You have a mismatch in the version used to compile the Handlebars templates and the version included via the script tag.
If you are using grunt-contrib-handlebars, it uses the npm module handlebars to compile the the templates. The handlebars module/project is independent of Ember and has its own revisions that may or not be compatible with Ember.
To maintain compatibility with Handlebars Ember needs specific versions of handlebars which it is warning you about.
The tricky part here is you need to ensure that grunt-contrib-handlebars is forced to use that specific version of handlebars.
Solution 1: Use shrinkwrap to change grunt-contrib-handlebars's handlebars dependency version.
Solution 2: This is what I am currently using. I have switched to Emblem. The emblem grunt task asks for your handlebars file explicitly so you don't have to drop down to node sub dependency management. And your build includes the same file into your script tags, thus avoiding duplication/mismatch for future revisions.
Edit: After Gruntfile edit
Looking at the Gruntfile I don't see anything amiss. Looks like a standard build process, js -> neuter -> (if prod) -> uglify etc.
I think you need to try refreshing both emberjs and handlebars js files.
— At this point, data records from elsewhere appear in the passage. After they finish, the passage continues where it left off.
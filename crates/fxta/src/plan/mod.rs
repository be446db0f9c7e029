//! Identifier-based indicator dispatch.
//!
//! The dashboard asks for indicators by string identifier, optionally with
//! parameter overrides. This module turns such requests into computed,
//! index-aligned series:
//!
//! 1. **IndicatorSpec**: a typed, configured indicator plus its metadata
//!    (pane, category, display precision)
//! 2. **Registry**: identifiers and legacy aliases mapped to specs
//! 3. **DirectExecutor**: computes each request independently
//! 4. **MemoizedExecutor**: reuses the last result while inputs are unchanged
//!
//! For parallel evaluation of many requests see [`crate::batch`].
//!
//! ```
//! use fxta::candle::Candle;
//! use fxta::config::EngineConfig;
//! use fxta::plan::{DirectExecutor, IndicatorRequest, Pane};
//!
//! let candles: Vec<Candle> = (0..50)
//!     .map(|i| Candle::new(i64::from(i), 1.0, 1.02, 0.98, 1.01, 100.0))
//!     .collect();
//!
//! let set = DirectExecutor::default()
//!     .execute(&candles, &[IndicatorRequest::new("EMA12"), IndicatorRequest::new("cci")])
//!     .unwrap();
//!
//! let overlays: Vec<_> = set.in_pane(Pane::Overlay).map(|c| c.id.as_str()).collect();
//! assert_eq!(overlays, ["EMA12"]);
//! ```

pub mod direct_mode;
pub mod memo;
pub mod registry;
pub mod spec;

// Re-export commonly used types for convenient access
pub use registry::{catalog, CatalogEntry, Registry};
pub use spec::{Category, IndicatorKind, IndicatorOutput, IndicatorSpec, Pane};

pub use direct_mode::{ComputedIndicator, DirectExecutor, IndicatorFailure, IndicatorRequest, IndicatorSet};
pub use memo::{CacheStats, MemoizedExecutor};
//! Parabolic SAR (Stop and Reverse) indicator.
//!
//! The Parabolic SAR trails price: below it during an uptrend, above it during
//! a downtrend. It flips sides when price crosses it.
//!
//! # Formula
//!
//! ```text
//! SAR(i) = SAR(i-1) + AF × (EP - SAR(i-1))
//! ```
//!
//! Where:
//! - AF = Acceleration Factor, starts at `af_start` and increases by `af_step`
//!   each time a new extreme point is made, up to `af_max`
//! - EP = Extreme Point, the highest high in an uptrend or lowest low in a downtrend
//!
//! # Step order
//!
//! The walk starts in a downtrend with `SAR = High[0]`, `EP = Low[0]`. For
//! every bar from index 2:
//!
//! 1. Advance SAR toward EP.
//! 2. Clamp it so it does not enter the prior two bars' range (at most their
//!    lows in an uptrend, at least their highs in a downtrend).
//! 3. If the bar makes a new extreme, move EP there and accelerate AF.
//! 4. If the bar penetrates SAR, reverse: SAR jumps to EP, EP resets to this
//!    bar's opposite extreme and AF resets to `af_start`.
//!
//! Bars 0 and 1 are undefined.
//!
//! # Default Parameters
//!
//! - `af_start` = 0.02
//! - `af_step` = 0.02
//! - `af_max` = 0.20

use crate::error::Result;
use crate::series::{undefined, Series};
use crate::traits::{validate_same_len, SeriesElement};

/// Lookback of Parabolic SAR.
#[inline]
#[must_use]
pub const fn sar_lookback() -> usize {
    2
}

/// Computes Parabolic SAR.
///
/// The acceleration parameters are taken as given; callers supplying user
/// input are expected to have checked them for positivity.
///
/// # Errors
///
/// Returns `Error::LengthMismatch` if `high` and `low` differ in length.
///
/// # Example
///
/// ```
/// use fxta::indicators::sar::sar;
///
/// let high = [2.0_f64, 3.0, 4.0, 5.0, 6.0];
/// let low = [1.0_f64, 2.0, 3.0, 4.0, 5.0];
///
/// let result = sar(&high, &low, 0.02, 0.02, 0.2).unwrap();
/// assert_eq!(result[1], None);
/// // Bar 2 breaks above the clamped SAR and flips to an uptrend at the old EP.
/// assert_eq!(result[2], Some(1.0));
/// ```
pub fn sar<T: SeriesElement>(
    high: &[T],
    low: &[T],
    af_start: T,
    af_step: T,
    af_max: T,
) -> Result<Series<T>> {
    let len = validate_same_len(&[("high", high.len()), ("low", low.len())])?;

    let mut output = undefined(len);
    if len <= sar_lookback() {
        return Ok(output);
    }

    let mut uptrend = false;
    let mut af = af_start;
    let mut ep = low[0];
    let mut value = high[0];

    for i in sar_lookback()..len {
        value = value + af * (ep - value);

        if uptrend {
            value = value.min(low[i - 1]).min(low[i - 2]);
            if high[i] > ep {
                ep = high[i];
                af = (af + af_step).min(af_max);
            }
            if low[i] < value {
                uptrend = false;
                value = ep;
                ep = low[i];
                af = af_start;
            }
        } else {
            value = value.max(high[i - 1]).max(high[i - 2]);
            if low[i] < ep {
                ep = low[i];
                af = (af + af_step).min(af_max);
            }
            if high[i] > value {
                uptrend = true;
                value = ep;
                ep = high[i];
                af = af_start;
            }
        }

        output[i] = Some(value);
    }

    Ok(output)
}

/// Parabolic SAR configuration.
#[derive(Debug, Clone, Copy, PartialEq)]
pub struct ParabolicSar {
    af_start: f64,
    af_step: f64,
    af_max: f64,
}

impl Default for ParabolicSar {
    /// Standard parameters (0.02, 0.02, 0.20).
    fn default() -> Self {
        Self {
            af_start: 0.02,
            af_step: 0.02,
            af_max: 0.2,
        }
    }
}

impl ParabolicSar {
    /// Creates a configuration with standard parameters.
    #[must_use]
    pub fn new() -> Self {
        Self::default()
    }

    /// Sets the initial acceleration factor.
    #[must_use]
    pub const fn af_start(mut self, value: f64) -> Self {
        self.af_start = value;
        self
    }

    /// Sets the acceleration increment.
    #[must_use]
    pub const fn af_step(mut self, value: f64) -> Self {
        self.af_step = value;
        self
    }

    /// Sets the acceleration cap.
    #[must_use]
    pub const fn af_max(mut self, value: f64) -> Self {
        self.af_max = value;
        self
    }

    /// Returns the initial acceleration factor.
    #[must_use]
    pub const fn get_af_start(&self) -> f64 {
        self.af_start
    }

    /// Returns the acceleration increment.
    #[must_use]
    pub const fn get_af_step(&self) -> f64 {
        self.af_step
    }

    /// Returns the acceleration cap.
    #[must_use]
    pub const fn get_af_max(&self) -> f64 {
        self.af_max
    }

    /// Returns the lookback (always 2).
    #[must_use]
    pub const fn lookback(&self) -> usize {
        sar_lookback()
    }

    /// Computes Parabolic SAR using the configured factors.
    ///
    /// # Errors
    ///
    /// Returns an error if the inputs differ in length or a factor cannot be
    /// represented in `T`.
    pub fn compute<T: SeriesElement>(&self, high: &[T], low: &[T]) -> Result<Series<T>> {
        sar(
            high,
            low,
            T::from_f64(self.af_start)?,
            T::from_f64(self.af_step)?,
            T::from_f64(self.af_max)?,
        )
    }
}
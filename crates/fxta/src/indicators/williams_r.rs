//! Williams %R indicator.
//!
//! Williams %R is similar to the Stochastic oscillator but expressed on a
//! negative scale from -100 to 0.
//!
//! # Algorithm
//!
//! ```text
//! %R = -100 × (Highest High - Close) / (Highest High - Lowest Low)
//! ```
//!
//! # Interpretation
//!
//! - %R = 0: Close is at the highest high (overbought)
//! - %R = -100: Close is at the lowest low (oversold)
//! - %R > -20: Overbought territory
//! - %R < -80: Oversold territory
//!
//! # Edge Cases
//!
//! - When Highest High == Lowest Low (range = 0), %R = -50 (midpoint)
//!
//! # Example
//!
//! ```
//! use fxta::indicators::williams_r::williams_r;
//!
//! let high = vec![48.70_f64, 48.72, 48.90, 48.87, 48.82, 49.05, 49.20, 49.35];
//! let low = vec![47.79_f64, 48.14, 48.39, 48.37, 48.24, 48.64, 48.94, 48.86];
//! let close = vec![48.16_f64, 48.61, 48.75, 48.63, 48.74, 49.03, 49.07, 49.32];
//!
//! let result = williams_r(&high, &low, &close, 5).unwrap();
//!
//! assert!(result[3].is_none());
//! let r = result[4].unwrap();
//! assert!((-100.0..=0.0).contains(&r));
//! ```

use crate::error::Result;
use crate::kernels::rolling_extrema::rolling_extrema;
use crate::series::{undefined, Series};
use crate::traits::{validate_period, validate_same_len, SeriesElement};

/// Returns the lookback period for Williams %R (`period - 1`).
///
/// ```
/// use fxta::indicators::williams_r::williams_r_lookback;
///
/// assert_eq!(williams_r_lookback(14), 13);
/// ```
#[inline]
#[must_use]
pub const fn williams_r_lookback(period: usize) -> usize {
    period.saturating_sub(1)
}

/// Computes Williams %R.
///
/// # Errors
///
/// Returns `Error::InvalidPeriod` if `period` is 0, or
/// `Error::LengthMismatch` if the inputs differ in length.
pub fn williams_r<T: SeriesElement>(
    high: &[T],
    low: &[T],
    close: &[T],
    period: usize,
) -> Result<Series<T>> {
    validate_period(period, "williams_r")?;
    let len = validate_same_len(&[("high", high.len()), ("low", low.len()), ("close", close.len())])?;

    let extrema = rolling_extrema(high, low, period)?;
    let hundred = T::hundred();
    let mut output = undefined(len);

    for (i, slot) in output.iter_mut().enumerate() {
        if let (Some(hh), Some(ll)) = (extrema.max[i], extrema.min[i]) {
            let range = hh - ll;
            *slot = Some(if range > T::zero() {
                (hh - close[i]) / range * -hundred
            } else {
                -T::fifty()
            });
        }
    }
    Ok(output)
}

/// Williams %R configuration.
#[derive(Debug, Clone, Copy, PartialEq, Eq, Hash)]
pub struct WilliamsR {
    period: usize,
}

impl Default for WilliamsR {
    /// Period 14.
    fn default() -> Self {
        Self { period: 14 }
    }
}

impl WilliamsR {
    /// Creates a configuration with the default period (14).
    #[must_use]
    pub fn new() -> Self {
        Self::default()
    }

    /// Sets the period.
    #[must_use]
    pub const fn period(mut self, period: usize) -> Self {
        self.period = period;
        self
    }

    /// Returns the period.
    #[must_use]
    pub const fn get_period(&self) -> usize {
        self.period
    }

    /// Returns the lookback for this configuration.
    #[must_use]
    pub const fn lookback(&self) -> usize {
        williams_r_lookback(self.period)
    }

    /// Computes Williams %R using the configured period.
    ///
    /// # Errors
    ///
    /// Returns an error if the period is 0 or the inputs differ in length.
    pub fn compute<T: SeriesElement>(&self, high: &[T], low: &[T], close: &[T]) -> Result<Series<T>> {
        williams_r(high, low, close, self.period)
    }
}

#[cfg(test)]
mod tests {
    #![allow(clippy::all, clippy::pedantic, clippy::nursery)]
    use super::*;
    use crate::utils::{approx_eq, EPSILON};

    // ==================== Basic Tests ====================

    #[test]
    fn test_close_at_high_is_zero() {
        let high = [2.0_f64, 3.0, 4.0];
        let low = [1.0_f64, 1.0, 1.0];
        let close = [1.5_f64, 2.0, 4.0];
        let result = williams_r(&high, &low, &close, 3).unwrap();
        assert!(approx_eq(result[2].unwrap(), 0.0, EPSILON));
    }

    #[test]
    fn test_close_at_low_is_minus_hundred() {
        let high = [4.0_f64, 3.0, 2.0];
        let low = [1.0_f64, 1.0, 1.0];
        let close = [3.0_f64, 2.0, 1.0];
        let result = williams_r(&high, &low, &close, 3).unwrap();
        assert!(approx_eq(result[2].unwrap(), -100.0, EPSILON));
    }

    #[test]
    fn test_midpoint() {
        let high = [3.0_f64, 3.0];
        let low = [1.0_f64, 1.0];
        let close = [2.0_f64, 2.0];
        let result = williams_r(&high, &low, &close, 2).unwrap();
        assert!(approx_eq(result[1].unwrap(), -50.0, EPSILON));
    }

    // ==================== Edge Cases ====================

    #[test]
    fn test_flat_range_is_minus_fifty() {
        let x = [1.0_f64; 4];
        let result = williams_r(&x, &x, &x, 3).unwrap();
        assert_eq!(result, vec![None, None, Some(-50.0), Some(-50.0)]);
    }

    #[test]
    fn test_errors() {
        let x = [1.0_f64; 3];
        assert!(williams_r(&x, &x, &x, 0).is_err());
        assert!(williams_r(&x, &x, &x[..1], 2).is_err());
        assert_eq!(WilliamsR::default().lookback(), 13);
    }
}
Try using the files from the starter kit itself, those definitely work together.
And verify this for your index.html by looking at the unminified source in Chrome/Inspector. Handlebars has the revision numbers below the banner something like Handlebars.VERSION and Handlebars.COMPILER_REVISION. Match those with what you see in the ember.js file, somewhere below #submodule ember-handlebars-compiler in the Ember.assert.